UCLA electrical and computer engineers have developed a physical artificial neural network that analyzes immense data and identifies objects at the speed of light. The device was created with a 3D printer at the UCLA Samueli School of Engineering.

The network, composed of a series of polymer layers, works using light that travels through it. Each layer is 8 centimeters square. (Source: UCLA Samueli / Ozcan Research Group)The network, composed of a series of polymer layers, works using light that travels through it. Each layer is 8 centimeters square. (Source: UCLA Samueli / Ozcan Research Group)

There are many devices out there that use computerized cameras to identify objects. But this new device uses other imaging equipment, including optical sensors, cameras, processors and computing programs to process data while seeing and identifying objects.

The new device uses a diffractive deep neural network to operate. Light bounces from an object and back to the device to identify it as quickly as possible. The device doesn’t require advanced computing programs to actually process the images. It also doesn’t consume any energy when running — it only uses the diffraction of light.

New technologies that use this device could speed up the operation of data-intensive tasks that sort and identify objects. For example, this technology could be used in medical devices and autonomous cars.

"This work opens up fundamentally new opportunities to use an artificial intelligence (AI)-based passive device to instantaneously analyze data, images and classify objects," said Aydogan Ozcan, the study's principal investigator and the UCLA Chancellor's Professor of electrical and computer engineering. "This optical artificial neural network device is intuitively modeled on how the brain processes information. It could be scaled up to enable new camera designs and unique optical components that work passively in medical technologies, robotics, security or any application where image and video data are essential."

Developing the device started with developing a computer simulated design that was then 3D printed. The design is a thin, 8 cm square of polymer wafers. These wafers have an uneven surface that diffracts light coming from the object and bounces it into different directions. The layers of the square may look opaque to the naked eye, but submillimeter-wavelength terahertz frequencies of light that can travel right through them. Each layer is made of over 10,000 artificial neurons.

The optical network in the device is made of a series of pixelated layers. These layers shape how the incoming light from the objects travels through the layers. The network then identifies an object based on how the light passes through. The network is trained with a computer and deep learning to identify objects that it is analyzing, using a learning pattern of diffracted light.

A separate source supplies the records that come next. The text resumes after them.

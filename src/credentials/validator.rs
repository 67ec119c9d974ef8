use async_trait::async_trait;
use serde::Serialize;
use std::sync::Arc;
use tracing::{debug, warn};

use crate::app::ports::ProviderApiPort;
use crate::common::error::ProviderError;
use crate::credentials::lease::CredentialLease;
use crate::credentials::permissions::probed_permissions;
use crate::domain::SourceType;
use crate::observability::metrics;

/// How a single capability probe turned out.
///
/// `EmptyButReachable` and `AccessDenied` must stay distinct: an account
/// with no findings yet is healthy, one that refuses the call is not.
#[derive(Debug, Clone, Copy, PartialEq, Eq, Serialize)]
#[serde(rename_all = "snake_case")]
pub enum ProbeStatus {
    Passed,
    AccessDenied,
    EmptyButReachable,
    Unknown,
}

impl ProbeStatus {
    pub fn as_str(&self) -> &'static str {
        match self {
            ProbeStatus::Passed => "passed",
            ProbeStatus::AccessDenied => "access_denied",
            ProbeStatus::EmptyButReachable => "empty_but_reachable",
            ProbeStatus::Unknown => "unknown",
        }
    }
}

pub fn classify(outcome: &Result<(), ProviderError>) -> ProbeStatus {
    match outcome {
        Ok(()) => ProbeStatus::Passed,
        Err(ProviderError::AccessDenied(_)) => ProbeStatus::AccessDenied,
        Err(ProviderError::NotFound(_)) => ProbeStatus::EmptyButReachable,
        Err(_) => ProbeStatus::Unknown,
    }
}

/// A minimal read-only call proving one permission works.
#[async_trait]
pub trait CapabilityProbe: Send + Sync {
    fn name(&self) -> &str;
    async fn run(&self, lease: &CredentialLease) -> Result<(), ProviderError>;
}

/// Probe backed by the provider API, one per probed catalog permission.
pub struct ApiProbe {
    api: Arc<dyn ProviderApiPort>,
    source: SourceType,
    region: String,
    action: &'static str,
}

impl ApiProbe {
    pub fn new(api: Arc<dyn ProviderApiPort>, source: SourceType, region: &str, action: &'static str) -> Self {
        Self {
            api,
            source,
            region: region.to_string(),
            action,
        }
    }
}

#[async_trait]
impl CapabilityProbe for ApiProbe {
    fn name(&self) -> &str {
        self.action
    }

    async fn run(&self, lease: &CredentialLease) -> Result<(), ProviderError> {
        self.api.probe(lease, self.source, &self.region, self.action).await
    }
}

/// Probes for every permission the catalog flags as probed for `source`.
pub fn probes_for(source: SourceType, region: &str, api: Arc<dyn ProviderApiPort>) -> Vec<Box<dyn CapabilityProbe>> {
    probed_permissions(source)
        .map(|p| Box::new(ApiProbe::new(api.clone(), source, region, p.action)) as Box<dyn CapabilityProbe>)
        .collect()
}

#[derive(Debug, Clone, Serialize)]
pub struct ProbeResult {
    pub name: String,
    pub status: ProbeStatus,
    pub detail: Option<String>,
}

#[derive(Debug, Clone, Default, Serialize)]
pub struct ValidationReport {
    pub results: Vec<ProbeResult>,
    pub errors: Vec<String>,
    pub warnings: Vec<String>,
}

impl ValidationReport {
    pub fn is_valid(&self) -> bool {
        self.errors.is_empty()
    }

    pub fn status_of(&self, name: &str) -> Option<ProbeStatus> {
        self.results.iter().find(|r| r.name == name).map(|r| r.status)
    }

    pub(crate) fn with_error(message: String) -> Self {
        Self {
            errors: vec![message],
            ..Self::default()
        }
    }
}

/// Run each probe once, sequentially, and classify the outcomes.
pub async fn run_probes(lease: &CredentialLease, probes: &[Box<dyn CapabilityProbe>]) -> ValidationReport {
    if let Err(e) = lease.ensure_valid() {
        return ValidationReport::with_error(e.to_string());
    }

    let mut report = ValidationReport::default();
    for probe in probes {
        let outcome = probe.run(lease).await;
        let status = classify(&outcome);
        let detail = outcome.err().map(|e| e.to_string());
        metrics::credentials::probe(status.as_str());

        match status {
            ProbeStatus::Passed => debug!(probe = probe.name(), "capability probe passed"),
            ProbeStatus::AccessDenied => {
                warn!(probe = probe.name(), "capability probe denied");
                report.errors.push(format!(
                    "{}: access denied ({})",
                    probe.name(),
                    detail.as_deref().unwrap_or_default()
                ));
            }
            ProbeStatus::EmptyButReachable => report.warnings.push(format!(
                "{}: reachable but returned no resources",
                probe.name()
            )),
            ProbeStatus::Unknown => report.warnings.push(format!(
                "{}: could not be confirmed ({})",
                probe.name(),
                detail.as_deref().unwrap_or_default()
            )),
        }

        report.results.push(ProbeResult {
            name: probe.name().to_string(),
            status,
            detail,
        });
    }
    report
}

#[cfg(test)]
mod tests {
    use super::*;
    use crate::testing::{lease_expiring_in, MockProviderApi};

    #[test]
    fn classification_separates_denied_from_empty() {
        assert_eq!(classify(&Ok(())), ProbeStatus::Passed);
        assert_eq!(
            classify(&Err(ProviderError::AccessDenied("no".into()))),
            ProbeStatus::AccessDenied
        );
        assert_eq!(
            classify(&Err(ProviderError::NotFound("no detector".into()))),
            ProbeStatus::EmptyButReachable
        );
        assert_eq!(
            classify(&Err(ProviderError::Throttled("slow".into()))),
            ProbeStatus::Unknown
        );
    }

    #[tokio::test]
    async fn denied_probe_is_an_error_and_empty_probe_a_warning() {
        let api = Arc::new(
            MockProviderApi::new()
                .with_probe("guardduty:ListDetectors", Err(ProviderError::NotFound("no detectors".into())))
                .with_probe("guardduty:ListFindings", Err(ProviderError::AccessDenied("denied".into()))),
        );
        let lease = lease_expiring_in(900);
        let probes = probes_for(SourceType::GuardDuty, "us-east-1", api.clone());
        let report = run_probes(&lease, &probes).await;

        assert!(!report.is_valid());
        assert_eq!(report.errors.len(), 1);
        assert_eq!(report.warnings.len(), 1);
        assert_eq!(
            report.status_of("guardduty:ListDetectors"),
            Some(ProbeStatus::EmptyButReachable)
        );
        assert_eq!(
            report.status_of("guardduty:ListFindings"),
            Some(ProbeStatus::AccessDenied)
        );
        assert_eq!(api.probe_calls().await.len(), 2);
    }

    #[tokio::test]
    async fn all_passing_probes_validate() {
        let api = Arc::new(MockProviderApi::new());
        let lease = lease_expiring_in(900);
        let report = run_probes(&lease, &probes_for(SourceType::CloudTrail, "eu-west-1", api)).await;
        assert!(report.is_valid());
        assert!(report.warnings.is_empty());
        assert!(report.results.iter().all(|r| r.status == ProbeStatus::Passed));
    }

    #[tokio::test]
    async fn expired_lease_runs_no_probes() {
        let api = Arc::new(MockProviderApi::new());
        let lease = lease_expiring_in(-5);
        let report = run_probes(&lease, &probes_for(SourceType::SecurityHub, "us-east-1", api.clone())).await;
        assert!(!report.is_valid());
        assert!(report.results.is_empty());
        assert!(api.probe_calls().await.is_empty());
    }
}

"This is intuitively like a very complex maze of glass and mirrors," Ozcan said. "The light enters a diffractive network and bounces around the maze until it exits. The system determines what the object is by where most of the light ends up exiting."

During testing, the device could accurately identify items of clothing and handwritten numbers. Images were placed in front of a terahertz light source and the device could see the images by using optical diffraction.

The AI device can be made even bigger with additional layers because it is easy to produce through 3D printing. Making the device bigger could allow it to identify more objects at the same time with a more complex data analysis. The components of the device are all inexpensive and the device can be produced for less than $50.

The paper on the new device was published in the journal Science.